R.A. Dickey loves Toronto: The knuckleballer sure sounded after his last start on Friday as though he were convinced he'd made the right decision signing an extension after the Blue Jays acquired him in a trade with the New York Mets. "Next year, we won't have the World Baseball Classic, which means I can take my normal time getting ready," said Dickey, who finished 14-13 (4.21) with 2242/3 innings pitched. "I'm not upset I came here. I knew this was going to be a ginormous challenge and that's one of the reasons I signed here."

Whether it was finally getting over his back injury, which made it difficult to vary the speed of his knuckler early, or figuring out how to pitch in the American League East and the Rogers Centre, Dickey's second half was better than his first. He shaved more than an earned run off his earned-run average (4.69 to 3.56) and increased his strikeouts-to-walks ratio (from 1.96 to 3.54). He could be happy winning in Toronto; so could Jose Reyes, who said Sunday that he "couldn't wait" for 2014.
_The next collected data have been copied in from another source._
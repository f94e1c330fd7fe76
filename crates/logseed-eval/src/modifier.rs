//! Modifier pipeline: turns a field matcher's modifier chain into a
//! comparator that renders one atomic filter string.
//!
//! A valid chain is `(ValueModifier)* Comparator?`: any number of value
//! transforms (`base64`, `wide`) followed by at most one comparator token,
//! which must be last. With no comparator token the default equality
//! comparator is used.

use base64::Engine;
use base64::engine::general_purpose::STANDARD as BASE64;
use logseed_parser::Modifier;

use crate::error::{EvalError, Result};
use crate::synth::SyntheticDataGenerator;

/// Case handling for rendered filters. Sigma comparisons are
/// case-insensitive by default.
#[derive(Debug, Clone, Copy, PartialEq, Eq, Default)]
pub enum MatchMode {
    #[default]
    CaseInsensitive,
    CaseSensitive,
}

/// A value transform applied to the expected value before comparison.
#[derive(Debug, Clone, Copy, PartialEq, Eq)]
pub enum ValueTransform {
    /// Standard base64 encoding of the value's UTF-8 bytes.
    Base64,
    /// UTF-16LE encoding, with the byte sequence reinterpreted as a string.
    Wide,
}

impl ValueTransform {
    pub fn apply(&self, value: &str) -> String {
        match self {
            ValueTransform::Base64 => BASE64.encode(value.as_bytes()),
            ValueTransform::Wide => {
                let mut bytes = Vec::with_capacity(value.len() * 2);
                for unit in value.encode_utf16() {
                    bytes.extend_from_slice(&unit.to_le_bytes());
                }
                String::from_utf8_lossy(&bytes).into_owned()
            }
        }
    }
}

/// The comparison operator that closes a modifier chain.
#[derive(Debug, Clone, Copy, PartialEq, Eq, Default)]
pub enum Comparator {
    /// Plain equality, used when no comparator token is given.
    #[default]
    Equal,
    Contains,
    StartsWith,
    EndsWith,
    Re,
    Cidr,
    Gt,
    Gte,
    Lt,
    Lte,
}

/// A compiled modifier chain, ready to render filters.
#[derive(Debug, Clone, PartialEq, Eq)]
pub struct CompiledComparator {
    transforms: Vec<ValueTransform>,
    comparator: Comparator,
    mode: MatchMode,
}

/// Compile a modifier chain into a comparator.
///
/// The `all` pseudo-modifier must be stripped by the caller before
/// compilation; here it is an unknown token like any other.
pub fn compile(modifiers: &[Modifier], mode: MatchMode) -> Result<CompiledComparator> {
    let mut transforms = Vec::new();
    let mut comparator = None;

    for (i, modifier) in modifiers.iter().enumerate() {
        let is_last = i == modifiers.len() - 1;

        match modifier {
            Modifier::Base64 => transforms.push(ValueTransform::Base64),
            Modifier::Wide => transforms.push(ValueTransform::Wide),
            _ => {
                let cmp = match modifier {
                    Modifier::Contains => Comparator::Contains,
                    Modifier::StartsWith => Comparator::StartsWith,
                    Modifier::EndsWith => Comparator::EndsWith,
                    Modifier::Re => Comparator::Re,
                    Modifier::Cidr => Comparator::Cidr,
                    Modifier::Gt => Comparator::Gt,
                    Modifier::Gte => Comparator::Gte,
                    Modifier::Lt => Comparator::Lt,
                    Modifier::Lte => Comparator::Lte,
                    other => {
                        return Err(EvalError::UnknownModifier(other.token().to_string()));
                    }
                };
                if !is_last {
                    return Err(EvalError::ComparatorNotLast(modifier.token().to_string()));
                }
                comparator = Some(cmp);
            }
        }
    }

    Ok(CompiledComparator {
        transforms,
        comparator: comparator.unwrap_or_default(),
        mode,
    })
}

impl CompiledComparator {
    /// Render one atomic filter for `field` against `value`, drawing any
    /// synthetic component from `generator`.
    pub fn render(
        &self,
        field: &str,
        value: &str,
        generator: &mut SyntheticDataGenerator,
    ) -> String {
        let mut value = value.to_string();
        for transform in &self.transforms {
            value = transform.apply(&value);
        }

        let field_lc = field.to_lowercase();
        let case_fold = |s: String| match self.mode {
            MatchMode::CaseInsensitive => s.to_lowercase(),
            MatchMode::CaseSensitive => s,
        };

        match self.comparator {
            Comparator::Equal => {
                // A null match on an absent field is a no-op filter
                if field.is_empty() && value == "null" {
                    return String::new();
                }
                format!("{field_lc} equal '{}'", case_fold(value))
            }
            Comparator::Contains => {
                format!("{field_lc} contains '{}'", case_fold(generator.containing(&value)))
            }
            Comparator::StartsWith => {
                format!(
                    "{field_lc} startswith '{}'",
                    case_fold(generator.starting_with(&value))
                )
            }
            Comparator::EndsWith => {
                format!(
                    "{field_lc} endswith '{}'",
                    case_fold(generator.ending_with(&value))
                )
            }
            // The remaining comparators conceptually have no case
            Comparator::Re => format!("{field_lc} re '{}'", generator.matching_regex(&value)),
            Comparator::Cidr => format!("{field_lc} cidr '{}'", generator.inside_cidr(&value)),
            Comparator::Gt => format!("{field_lc} gt '{}'", generator.greater_than(&value)),
            Comparator::Gte => format!("{field_lc} gte '{}'", generator.at_least(&value)),
            Comparator::Lt => format!("{field_lc} lt '{}'", generator.less_than(&value)),
            Comparator::Lte => format!("{field_lc} lte '{}'", generator.at_most(&value)),
        }
    }
}

// =============================================================================
// Tests
// =============================================================================

#[cfg(test)]
mod tests {
    use super::*;

    fn generator() -> SyntheticDataGenerator {
        SyntheticDataGenerator::with_seed(0)
    }

    #[test]
    fn test_empty_chain_is_default_comparator() {
        let cmp = compile(&[], MatchMode::CaseInsensitive).unwrap();
        let out = cmp.render("EventID", "4688", &mut generator());
        assert_eq!(out, "eventid equal '4688'");
    }

    #[test]
    fn test_default_comparator_lowercases_value() {
        let cmp = compile(&[], MatchMode::CaseInsensitive).unwrap();
        let out = cmp.render("User", "Admin", &mut generator());
        assert_eq!(out, "user equal 'admin'");
    }

    #[test]
    fn test_case_sensitive_preserves_value_case() {
        let cmp = compile(&[Modifier::StartsWith], MatchMode::CaseSensitive).unwrap();
        let out = cmp.render("Image", "C:\\Windows", &mut generator());
        assert!(out.starts_with("image startswith 'C:\\Windows"), "got: {out}");
    }

    #[test]
    fn test_contains_renders_spliced_value() {
        let cmp = compile(&[Modifier::Contains], MatchMode::CaseInsensitive).unwrap();
        let out = cmp.render("CommandLine", "whoami", &mut generator());
        assert!(out.starts_with("commandline contains '"), "got: {out}");
        assert!(out.contains("whoami"), "got: {out}");
    }

    #[test]
    fn test_null_on_absent_field_is_noop() {
        let cmp = compile(&[], MatchMode::CaseInsensitive).unwrap();
        assert_eq!(cmp.render("", "null", &mut generator()), "");
    }

    #[test]
    fn test_base64_transform_round_trips() {
        let t = ValueTransform::Base64;
        let encoded = t.apply("hello world");
        assert_eq!(BASE64.decode(&encoded).unwrap(), b"hello world");
    }

    #[test]
    fn test_wide_transform_interleaves_nul_bytes() {
        let t = ValueTransform::Wide;
        let widened = t.apply("cmd");
        let bytes = widened.as_bytes();
        assert_eq!(bytes.len(), 6);
        for (i, b) in bytes.iter().enumerate() {
            if i % 2 == 1 {
                assert_eq!(*b, 0, "odd byte {i} not NUL");
            }
        }
    }

    #[test]
    fn test_transform_then_comparator() {
        let cmp = compile(
            &[Modifier::Base64, Modifier::Contains],
            MatchMode::CaseSensitive,
        )
        .unwrap();
        let out = cmp.render("Payload", "cmd", &mut generator());
        let encoded = BASE64.encode("cmd");
        assert!(out.contains(&encoded), "got: {out}");
    }

    #[test]
    fn test_comparator_must_be_last() {
        let err = compile(
            &[Modifier::Contains, Modifier::Base64],
            MatchMode::CaseInsensitive,
        )
        .unwrap_err();
        assert!(matches!(err, EvalError::ComparatorNotLast(m) if m == "contains"));
    }

    #[test]
    fn test_unknown_modifier_rejected() {
        for m in [Modifier::WindAsh, Modifier::Exists, Modifier::All] {
            let err = compile(&[m], MatchMode::CaseInsensitive).unwrap_err();
            assert!(matches!(err, EvalError::UnknownModifier(_)), "{m} accepted");
        }
    }

    #[test]
    fn test_numeric_comparators_render_relation() {
        let cmp = compile(&[Modifier::Gt], MatchMode::CaseInsensitive).unwrap();
        let out = cmp.render("Port", "1024", &mut generator());
        let n: i64 = out
            .split('\'')
            .nth(1)
            .unwrap()
            .parse()
            .expect("synthetic gt value should be numeric");
        assert!(out.starts_with("port gt '"), "got: {out}");
        assert!(n > 1024);
    }
}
Bullish on the bullpen: Considered the team's weakness going into the season it turned into the Blue Jays' strength. Brett Cecil and Steve Delabar went to the All-Star Game; Casey Janssen converted 34 of 36 save opportunities and Sergio Santos's slider was one of the team's September highlights. Not only did the bullpen's performance over 5522/3 innings (third-most in the majors) make it easy for Anthopoulos to give Gibbons his public vote of confidence, it also gives Anthopoulos options in the off-season trade market.